> _Problem details_: Scan the records below and copy every line that contains the string "format".

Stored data
↓↓↓

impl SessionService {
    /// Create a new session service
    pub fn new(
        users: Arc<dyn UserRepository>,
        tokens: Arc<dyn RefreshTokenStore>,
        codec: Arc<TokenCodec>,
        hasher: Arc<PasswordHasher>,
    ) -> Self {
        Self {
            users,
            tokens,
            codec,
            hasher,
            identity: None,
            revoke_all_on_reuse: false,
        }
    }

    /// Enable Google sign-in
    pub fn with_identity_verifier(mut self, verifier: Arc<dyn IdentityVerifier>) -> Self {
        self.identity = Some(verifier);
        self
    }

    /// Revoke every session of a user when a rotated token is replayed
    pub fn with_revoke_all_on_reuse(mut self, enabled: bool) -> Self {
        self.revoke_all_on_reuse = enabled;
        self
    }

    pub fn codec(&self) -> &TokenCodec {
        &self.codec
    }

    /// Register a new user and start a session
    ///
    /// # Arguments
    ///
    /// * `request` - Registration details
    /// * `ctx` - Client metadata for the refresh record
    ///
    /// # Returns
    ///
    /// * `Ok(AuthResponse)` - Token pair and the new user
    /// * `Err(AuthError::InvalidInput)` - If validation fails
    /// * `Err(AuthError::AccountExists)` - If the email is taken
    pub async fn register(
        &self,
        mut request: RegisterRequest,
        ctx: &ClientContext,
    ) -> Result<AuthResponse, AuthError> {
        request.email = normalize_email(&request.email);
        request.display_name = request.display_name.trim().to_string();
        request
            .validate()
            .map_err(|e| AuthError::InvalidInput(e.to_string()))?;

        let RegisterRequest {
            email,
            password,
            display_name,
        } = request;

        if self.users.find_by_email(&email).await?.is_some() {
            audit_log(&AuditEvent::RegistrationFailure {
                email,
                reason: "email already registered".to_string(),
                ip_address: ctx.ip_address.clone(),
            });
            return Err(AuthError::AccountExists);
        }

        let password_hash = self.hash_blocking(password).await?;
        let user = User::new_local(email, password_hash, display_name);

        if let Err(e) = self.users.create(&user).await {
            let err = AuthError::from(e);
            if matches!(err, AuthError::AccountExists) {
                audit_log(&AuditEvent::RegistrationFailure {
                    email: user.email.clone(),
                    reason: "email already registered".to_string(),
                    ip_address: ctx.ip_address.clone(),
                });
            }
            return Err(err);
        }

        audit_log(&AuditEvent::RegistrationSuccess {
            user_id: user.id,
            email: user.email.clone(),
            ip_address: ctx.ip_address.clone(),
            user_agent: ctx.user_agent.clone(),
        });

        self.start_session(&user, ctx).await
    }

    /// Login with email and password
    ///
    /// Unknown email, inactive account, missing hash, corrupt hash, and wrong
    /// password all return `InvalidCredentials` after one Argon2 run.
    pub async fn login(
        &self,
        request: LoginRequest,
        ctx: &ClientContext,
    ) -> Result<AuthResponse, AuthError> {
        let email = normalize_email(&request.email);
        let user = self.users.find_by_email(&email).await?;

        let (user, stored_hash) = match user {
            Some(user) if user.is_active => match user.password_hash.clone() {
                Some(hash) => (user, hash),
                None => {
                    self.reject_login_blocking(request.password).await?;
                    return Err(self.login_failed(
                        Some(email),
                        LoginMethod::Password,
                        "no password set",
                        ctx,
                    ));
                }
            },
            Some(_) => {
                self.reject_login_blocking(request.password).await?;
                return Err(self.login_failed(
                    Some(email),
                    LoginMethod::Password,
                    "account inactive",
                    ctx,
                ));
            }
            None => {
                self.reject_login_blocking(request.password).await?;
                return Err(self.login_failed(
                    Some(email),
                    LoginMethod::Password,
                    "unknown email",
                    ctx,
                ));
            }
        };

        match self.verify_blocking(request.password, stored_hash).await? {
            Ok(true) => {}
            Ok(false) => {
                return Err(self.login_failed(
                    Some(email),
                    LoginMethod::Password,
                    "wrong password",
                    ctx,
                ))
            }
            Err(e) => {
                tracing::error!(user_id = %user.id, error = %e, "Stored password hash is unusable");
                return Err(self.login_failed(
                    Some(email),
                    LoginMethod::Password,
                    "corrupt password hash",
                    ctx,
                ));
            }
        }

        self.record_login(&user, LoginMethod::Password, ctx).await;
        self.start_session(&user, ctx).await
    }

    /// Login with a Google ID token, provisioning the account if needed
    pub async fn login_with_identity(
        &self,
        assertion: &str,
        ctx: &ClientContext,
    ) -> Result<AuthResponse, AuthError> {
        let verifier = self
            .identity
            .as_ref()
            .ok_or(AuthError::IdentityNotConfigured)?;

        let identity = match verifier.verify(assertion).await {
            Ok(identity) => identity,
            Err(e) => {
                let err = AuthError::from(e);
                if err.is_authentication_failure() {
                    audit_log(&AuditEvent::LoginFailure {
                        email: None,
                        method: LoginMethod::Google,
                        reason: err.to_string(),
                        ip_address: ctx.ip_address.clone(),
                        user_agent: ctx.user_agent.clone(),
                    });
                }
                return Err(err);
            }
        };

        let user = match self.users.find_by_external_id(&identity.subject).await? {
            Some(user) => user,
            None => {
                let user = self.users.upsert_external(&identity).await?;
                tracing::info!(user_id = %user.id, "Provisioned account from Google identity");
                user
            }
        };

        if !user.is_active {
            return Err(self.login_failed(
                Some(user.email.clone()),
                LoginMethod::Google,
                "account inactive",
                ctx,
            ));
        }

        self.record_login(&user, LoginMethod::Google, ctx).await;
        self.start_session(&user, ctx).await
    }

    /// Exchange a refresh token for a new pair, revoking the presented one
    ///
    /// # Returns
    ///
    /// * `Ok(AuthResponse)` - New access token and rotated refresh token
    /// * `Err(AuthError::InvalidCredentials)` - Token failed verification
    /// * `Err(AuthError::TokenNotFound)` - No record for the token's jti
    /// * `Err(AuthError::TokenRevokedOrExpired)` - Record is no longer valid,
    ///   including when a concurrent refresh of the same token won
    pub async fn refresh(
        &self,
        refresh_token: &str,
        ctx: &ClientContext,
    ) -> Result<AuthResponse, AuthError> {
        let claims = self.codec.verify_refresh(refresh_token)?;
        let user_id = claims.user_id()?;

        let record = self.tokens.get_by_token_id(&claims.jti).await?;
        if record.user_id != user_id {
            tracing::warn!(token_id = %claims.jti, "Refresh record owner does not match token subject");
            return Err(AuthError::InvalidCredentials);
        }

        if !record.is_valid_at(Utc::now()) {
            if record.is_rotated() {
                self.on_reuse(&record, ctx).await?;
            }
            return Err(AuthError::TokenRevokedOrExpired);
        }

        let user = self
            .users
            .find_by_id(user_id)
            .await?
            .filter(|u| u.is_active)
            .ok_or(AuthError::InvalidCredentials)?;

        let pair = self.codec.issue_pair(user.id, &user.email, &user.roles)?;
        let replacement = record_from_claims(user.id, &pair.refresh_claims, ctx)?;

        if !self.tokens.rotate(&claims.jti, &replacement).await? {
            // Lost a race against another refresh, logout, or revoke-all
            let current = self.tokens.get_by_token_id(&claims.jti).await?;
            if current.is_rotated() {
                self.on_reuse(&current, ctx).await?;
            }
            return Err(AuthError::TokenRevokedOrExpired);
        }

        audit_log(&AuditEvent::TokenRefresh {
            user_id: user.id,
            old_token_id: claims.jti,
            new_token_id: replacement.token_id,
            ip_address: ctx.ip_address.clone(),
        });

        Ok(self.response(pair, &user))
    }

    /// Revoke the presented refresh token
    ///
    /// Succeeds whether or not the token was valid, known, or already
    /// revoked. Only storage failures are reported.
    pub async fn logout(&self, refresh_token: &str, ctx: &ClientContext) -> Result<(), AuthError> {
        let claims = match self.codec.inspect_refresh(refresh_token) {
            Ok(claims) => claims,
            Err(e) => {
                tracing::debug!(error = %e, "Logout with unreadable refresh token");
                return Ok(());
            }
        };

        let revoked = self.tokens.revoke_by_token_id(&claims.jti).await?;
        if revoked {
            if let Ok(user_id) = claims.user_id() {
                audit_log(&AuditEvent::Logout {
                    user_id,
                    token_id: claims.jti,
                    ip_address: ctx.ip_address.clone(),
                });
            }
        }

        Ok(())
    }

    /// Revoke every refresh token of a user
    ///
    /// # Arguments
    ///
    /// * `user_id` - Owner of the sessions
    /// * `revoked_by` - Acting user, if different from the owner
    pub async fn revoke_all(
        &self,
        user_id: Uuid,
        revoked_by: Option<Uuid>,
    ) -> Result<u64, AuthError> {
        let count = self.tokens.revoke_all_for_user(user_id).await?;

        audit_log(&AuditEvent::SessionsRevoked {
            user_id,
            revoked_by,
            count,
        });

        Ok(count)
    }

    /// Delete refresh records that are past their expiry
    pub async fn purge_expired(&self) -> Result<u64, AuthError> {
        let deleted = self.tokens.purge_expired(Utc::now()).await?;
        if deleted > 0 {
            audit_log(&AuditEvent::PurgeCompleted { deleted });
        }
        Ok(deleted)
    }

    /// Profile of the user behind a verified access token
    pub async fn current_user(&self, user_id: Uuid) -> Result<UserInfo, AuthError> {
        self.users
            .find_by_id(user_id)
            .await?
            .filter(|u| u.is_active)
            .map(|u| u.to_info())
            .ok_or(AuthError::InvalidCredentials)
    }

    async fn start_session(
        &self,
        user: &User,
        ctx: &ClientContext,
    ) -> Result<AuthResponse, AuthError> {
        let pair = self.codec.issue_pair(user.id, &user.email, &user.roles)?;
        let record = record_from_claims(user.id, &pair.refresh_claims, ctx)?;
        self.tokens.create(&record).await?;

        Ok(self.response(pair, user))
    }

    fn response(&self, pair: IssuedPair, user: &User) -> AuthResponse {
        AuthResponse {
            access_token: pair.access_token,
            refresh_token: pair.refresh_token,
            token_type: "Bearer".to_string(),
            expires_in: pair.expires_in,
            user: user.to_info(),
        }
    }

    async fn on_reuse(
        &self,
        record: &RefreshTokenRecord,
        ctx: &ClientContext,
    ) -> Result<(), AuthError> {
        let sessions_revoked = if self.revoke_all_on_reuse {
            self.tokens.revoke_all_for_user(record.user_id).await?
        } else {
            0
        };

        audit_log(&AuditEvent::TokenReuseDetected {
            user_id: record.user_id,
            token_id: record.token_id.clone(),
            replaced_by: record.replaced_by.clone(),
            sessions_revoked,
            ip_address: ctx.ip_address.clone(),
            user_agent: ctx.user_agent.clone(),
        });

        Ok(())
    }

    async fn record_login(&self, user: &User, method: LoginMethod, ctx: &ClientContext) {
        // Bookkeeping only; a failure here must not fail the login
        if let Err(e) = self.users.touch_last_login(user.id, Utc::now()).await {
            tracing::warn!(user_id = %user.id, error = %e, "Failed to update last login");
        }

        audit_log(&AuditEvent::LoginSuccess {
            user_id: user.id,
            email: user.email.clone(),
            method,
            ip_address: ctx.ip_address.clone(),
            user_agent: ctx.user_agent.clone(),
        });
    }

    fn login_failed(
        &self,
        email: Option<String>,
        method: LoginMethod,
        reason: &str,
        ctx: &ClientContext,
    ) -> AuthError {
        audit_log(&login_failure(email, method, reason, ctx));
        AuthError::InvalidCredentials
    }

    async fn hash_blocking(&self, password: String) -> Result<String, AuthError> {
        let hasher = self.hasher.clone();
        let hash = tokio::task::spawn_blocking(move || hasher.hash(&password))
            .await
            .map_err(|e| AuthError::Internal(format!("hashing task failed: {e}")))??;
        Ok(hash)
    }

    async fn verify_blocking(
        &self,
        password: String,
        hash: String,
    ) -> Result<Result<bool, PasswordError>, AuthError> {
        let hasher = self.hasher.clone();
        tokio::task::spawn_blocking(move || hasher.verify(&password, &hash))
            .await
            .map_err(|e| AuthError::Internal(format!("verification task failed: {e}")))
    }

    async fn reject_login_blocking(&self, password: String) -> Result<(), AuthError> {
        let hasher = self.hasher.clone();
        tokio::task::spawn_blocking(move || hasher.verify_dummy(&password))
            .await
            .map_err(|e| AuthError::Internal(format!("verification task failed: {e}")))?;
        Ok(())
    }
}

↑↑↑

> _Solution for this problem_:
            .map_err(|e| AuthError::Internal(format!("hashing task failed: {e}")))??;
            .map_err(|e| AuthError::Internal(format!("verification task failed: {e}")))
            .map_err(|e| AuthError::Internal(format!("verification task failed: {e}")))?;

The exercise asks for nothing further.